Namun, Paman Wicak menolak permintaannya mentah-mentah. Agra marah, memberontak setiap hari, sampai puncaknya malam ini.
Anak laki-laki itu terus saja berlari mencari kendaraan umum. Sayangnya, ia justru tanpa sengaja bertabrakan dengan satu orang preman yang tengah mabuk.
“Aarrgghh!” keluh Agra yang tubuhnya sudah terjatuh begitu saja ke jalan.
Dengan pandangan mata yang agak tidak fokus, preman itu akhirnya melihat Agra di depannya. Ia menarik kaos Agra, mencengkramnya erat sambil berkata kasar, “Setan kecil berani sekali menabrakku. Cari mati, hah?”
“Lepas! Lepas!” ronta Agra sambil tangannya berusaha melepas cengkraman di kaosnya.

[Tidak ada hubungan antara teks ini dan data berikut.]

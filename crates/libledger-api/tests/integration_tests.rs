//! # Integration Tests for libledger-api
//!
//! Exercises the HTTP surface end to end: health probes, checkout commits,
//! snapshot ordering and field order, the integrity audit, book
//! registration, and error body shapes.

use axum::body::Body;
use axum::http::{Request, StatusCode};
use http_body_util::BodyExt;
use tower::ServiceExt;

use libledger_api::AppState;

/// Helper: build the test app.
fn test_app() -> axum::Router {
    libledger_api::app(AppState::new())
}

/// Helper: read response body as string.
async fn body_string(response: axum::http::Response<Body>) -> String {
    let bytes = response.into_body().collect().await.unwrap().to_bytes();
    String::from_utf8(bytes.to_vec()).unwrap()
}

/// Helper: read response body as JSON.
async fn body_json(response: axum::http::Response<Body>) -> serde_json::Value {
    let bytes = response.into_body().collect().await.unwrap().to_bytes();
    serde_json::from_slice(&bytes).unwrap()
}

/// Helper: POST a checkout event.
fn checkout_request(book_id: &str, user: &str) -> Request<Body> {
    Request::builder()
        .method("POST")
        .uri("/v1/ledger/checkouts")
        .header("content-type", "application/json")
        .body(Body::from(
            serde_json::to_string(&serde_json::json!({
                "book_id": book_id,
                "user": user,
                "checkout_date": "2024-01-01"
            }))
            .unwrap(),
        ))
        .unwrap()
}

// -- Health Probes ------------------------------------------------------------

#[tokio::test]
async fn test_liveness_probe() {
    let response = test_app()
        .oneshot(
            Request::builder()
                .uri("/health/liveness")
                .body(Body::empty())
                .unwrap(),
        )
        .await
        .unwrap();
    assert_eq!(response.status(), StatusCode::OK);
    assert_eq!(body_string(response).await, "ok");
}

#[tokio::test]
async fn test_readiness_probe() {
    let response = test_app()
        .oneshot(
            Request::builder()
                .uri("/health/readiness")
                .body(Body::empty())
                .unwrap(),
        )
        .await
        .unwrap();
    assert_eq!(response.status(), StatusCode::OK);
    assert_eq!(body_string(response).await, "ready");
}

// -- Checkout Commits ---------------------------------------------------------

#[tokio::test]
async fn test_commit_checkout_returns_committed_block() {
    let app = test_app();

    let response = app.oneshot(checkout_request("b1", "alice")).await.unwrap();
    assert_eq!(response.status(), StatusCode::CREATED);

    let block = body_json(response).await;
    assert_eq!(block["position"], 1);
    assert_eq!(block["payload"]["book_id"], "b1");
    assert_eq!(block["payload"]["user"], "alice");
    assert_eq!(block["payload"]["is_genesis"], false);
    assert_eq!(block["hash"].as_str().unwrap().len(), 64);
    assert_eq!(block["previous_hash"].as_str().unwrap().len(), 64);
}

#[tokio::test]
async fn test_sequential_commits_link_correctly() {
    let app = test_app();

    let first = body_json(
        app.clone()
            .oneshot(checkout_request("b1", "alice"))
            .await
            .unwrap(),
    )
    .await;
    let second = body_json(
        app.clone()
            .oneshot(checkout_request("b2", "bob"))
            .await
            .unwrap(),
    )
    .await;

    assert_eq!(first["position"], 1);
    assert_eq!(second["position"], 2);
    assert_eq!(second["previous_hash"], first["hash"]);
}

#[tokio::test]
async fn test_commit_rejects_empty_user() {
    let response = test_app()
        .oneshot(checkout_request("b1", ""))
        .await
        .unwrap();
    assert_eq!(response.status(), StatusCode::UNPROCESSABLE_ENTITY);

    let body = body_json(response).await;
    assert_eq!(body["error"]["code"], "VALIDATION_ERROR");
    assert!(body["error"]["message"]
        .as_str()
        .unwrap()
        .contains("user"));
}

#[tokio::test]
async fn test_commit_rejects_empty_book_id() {
    let response = test_app()
        .oneshot(checkout_request("", "alice"))
        .await
        .unwrap();
    assert_eq!(response.status(), StatusCode::UNPROCESSABLE_ENTITY);

    let body = body_json(response).await;
    assert_eq!(body["error"]["code"], "VALIDATION_ERROR");
}

// -- Snapshot -----------------------------------------------------------------

#[tokio::test]
async fn test_snapshot_starts_with_genesis() {
    let response = test_app()
        .oneshot(
            Request::builder()
                .uri("/v1/ledger")
                .body(Body::empty())
                .unwrap(),
        )
        .await
        .unwrap();
    assert_eq!(response.status(), StatusCode::OK);

    let blocks = body_json(response).await;
    let blocks = blocks.as_array().unwrap();
    assert_eq!(blocks.len(), 1);
    assert_eq!(blocks[0]["position"], 0);
    assert_eq!(blocks[0]["previous_hash"], "");
    assert_eq!(blocks[0]["payload"]["is_genesis"], true);
}

#[tokio::test]
async fn test_snapshot_is_ordered_and_linked() {
    let app = test_app();
    for (book, user) in [("b1", "alice"), ("b2", "bob"), ("b3", "carol")] {
        let response = app.clone().oneshot(checkout_request(book, user)).await.unwrap();
        assert_eq!(response.status(), StatusCode::CREATED);
    }

    let response = app
        .oneshot(
            Request::builder()
                .uri("/v1/ledger")
                .body(Body::empty())
                .unwrap(),
        )
        .await
        .unwrap();
    let blocks = body_json(response).await;
    let blocks = blocks.as_array().unwrap();

    assert_eq!(blocks.len(), 4);
    for (i, pair) in blocks.windows(2).enumerate() {
        assert_eq!(pair[1]["position"], (i + 1) as u64);
        assert_eq!(pair[1]["previous_hash"], pair[0]["hash"]);
    }
}

#[tokio::test]
async fn test_snapshot_block_field_order() {
    // The five block fields must serialize in this exact order for
    // compatibility with existing consumers.
    let response = test_app()
        .oneshot(
            Request::builder()
                .uri("/v1/ledger")
                .body(Body::empty())
                .unwrap(),
        )
        .await
        .unwrap();
    let raw = body_string(response).await;

    let indices: Vec<usize> = ["\"position\"", "\"payload\"", "\"timestamp\"", "\"hash\"", "\"previous_hash\""]
        .iter()
        .map(|field| raw.find(field).unwrap())
        .collect();
    let mut sorted = indices.clone();
    sorted.sort_unstable();
    assert_eq!(indices, sorted, "field order drifted in: {raw}");
}

// -- Integrity Audit ----------------------------------------------------------

#[tokio::test]
async fn test_verify_reports_valid_chain() {
    let app = test_app();
    for i in 0..3 {
        app.clone()
            .oneshot(checkout_request(&format!("b{i}"), "alice"))
            .await
            .unwrap();
    }

    let response = app
        .oneshot(
            Request::builder()
                .uri("/v1/ledger/verify")
                .body(Body::empty())
                .unwrap(),
        )
        .await
        .unwrap();
    assert_eq!(response.status(), StatusCode::OK);

    let report = body_json(response).await;
    assert_eq!(report["valid"], true);
    assert_eq!(report["height"], 4);
    assert!(report.get("error").is_none());
}

// -- Book Registration --------------------------------------------------------

fn register_book_request(isbn: &str, publish_date: &str) -> Request<Body> {
    Request::builder()
        .method("POST")
        .uri("/v1/books")
        .header("content-type", "application/json")
        .body(Body::from(
            serde_json::to_string(&serde_json::json!({
                "title": "The Left Hand of Darkness",
                "author": "Ursula K. Le Guin",
                "publish_date": publish_date,
                "isbn": isbn
            }))
            .unwrap(),
        ))
        .unwrap()
}

#[tokio::test]
async fn test_register_book_derives_id() {
    let response = test_app()
        .oneshot(register_book_request("978-0-441-47812-5", "1969-03-01"))
        .await
        .unwrap();
    assert_eq!(response.status(), StatusCode::CREATED);

    let book = body_json(response).await;
    let id = book["id"].as_str().unwrap();
    assert_eq!(id.len(), 64);
    assert!(id.chars().all(|c| c.is_ascii_hexdigit()));
    assert_eq!(book["isbn"], "978-0-441-47812-5");
}

#[tokio::test]
async fn test_register_same_edition_twice_same_id() {
    let app = test_app();
    let first = body_json(
        app.clone()
            .oneshot(register_book_request("978-0-441-47812-5", "1969-03-01"))
            .await
            .unwrap(),
    )
    .await;
    let second = body_json(
        app.oneshot(register_book_request("978-0-441-47812-5", "1969-03-01"))
            .await
            .unwrap(),
    )
    .await;
    assert_eq!(first["id"], second["id"]);
}

#[tokio::test]
async fn test_register_book_requires_isbn() {
    let response = test_app()
        .oneshot(register_book_request("", "1969-03-01"))
        .await
        .unwrap();
    assert_eq!(response.status(), StatusCode::UNPROCESSABLE_ENTITY);

    let body = body_json(response).await;
    assert_eq!(body["error"]["code"], "VALIDATION_ERROR");
}

// -- Concurrent Commits -------------------------------------------------------

#[tokio::test]
async fn test_concurrent_commits_produce_unique_positions() {
    let app = test_app();

    let mut handles = Vec::new();
    for i in 0..10 {
        let app = app.clone();
        handles.push(tokio::spawn(async move {
            let response = app
                .oneshot(checkout_request(&format!("b{i}"), "alice"))
                .await
                .unwrap();
            assert_eq!(response.status(), StatusCode::CREATED);
            body_json(response).await["position"].as_u64().unwrap()
        }));
    }

    let mut positions = Vec::new();
    for handle in handles {
        positions.push(handle.await.unwrap());
    }
    positions.sort_unstable();
    positions.dedup();
    assert_eq!(positions.len(), 10, "every commit got a distinct position");

    let report = body_json(
        app.oneshot(
            Request::builder()
                .uri("/v1/ledger/verify")
                .body(Body::empty())
                .unwrap(),
        )
        .await
        .unwrap(),
    )
    .await;
    assert_eq!(report["valid"], true);
    assert_eq!(report["height"], 11);
}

Preman itu justru lebih erat lagi mencengkram kaos anak laki-laki itu. Kemudian, satu tangannya tampak mulai merogoh saku. “Beri aku uang, baru kulepaskan!”
“Aku tidak punya uang. Lepaskan!”
Semakin Agra meronta, semakin preman itu emosi. “DIAM!” bentak preman itu.
“Lepaskan, lepas!”
Lantas, karena habis kesabarannya, tangan preman yang tadinya bergerak merogoh saku pun sudah akan melayang, hendak memukul. Agra sampai sudah menutup matanya, takut terkena pukulan.
Namun, teriakan laki-laki terdengar begitu lantang, menghentikan gerakan tangan sang preman. “HEI!”
Mendengar teriakan begitu, preman itu pun menoleh ke arah sumber suara. Agra sendiri sudah membuka matanya juga.
Ternyata, di ujung jalan sebelah kanan, ada seorang laki-laki dan anak kecil perempuan berlari ke arah mereka.
Tidak mau mencari masalah, preman itu lantas segera melepaskan Agra dan mendorongnya hingga jatuh.
BRUK!
Agra terjatuh, preman pun lari tunggang langgang begitu saja meninggalkannya. “Au...!” keluh Agra sambil melihat sikunya yang berdarah terkena batu kerikil.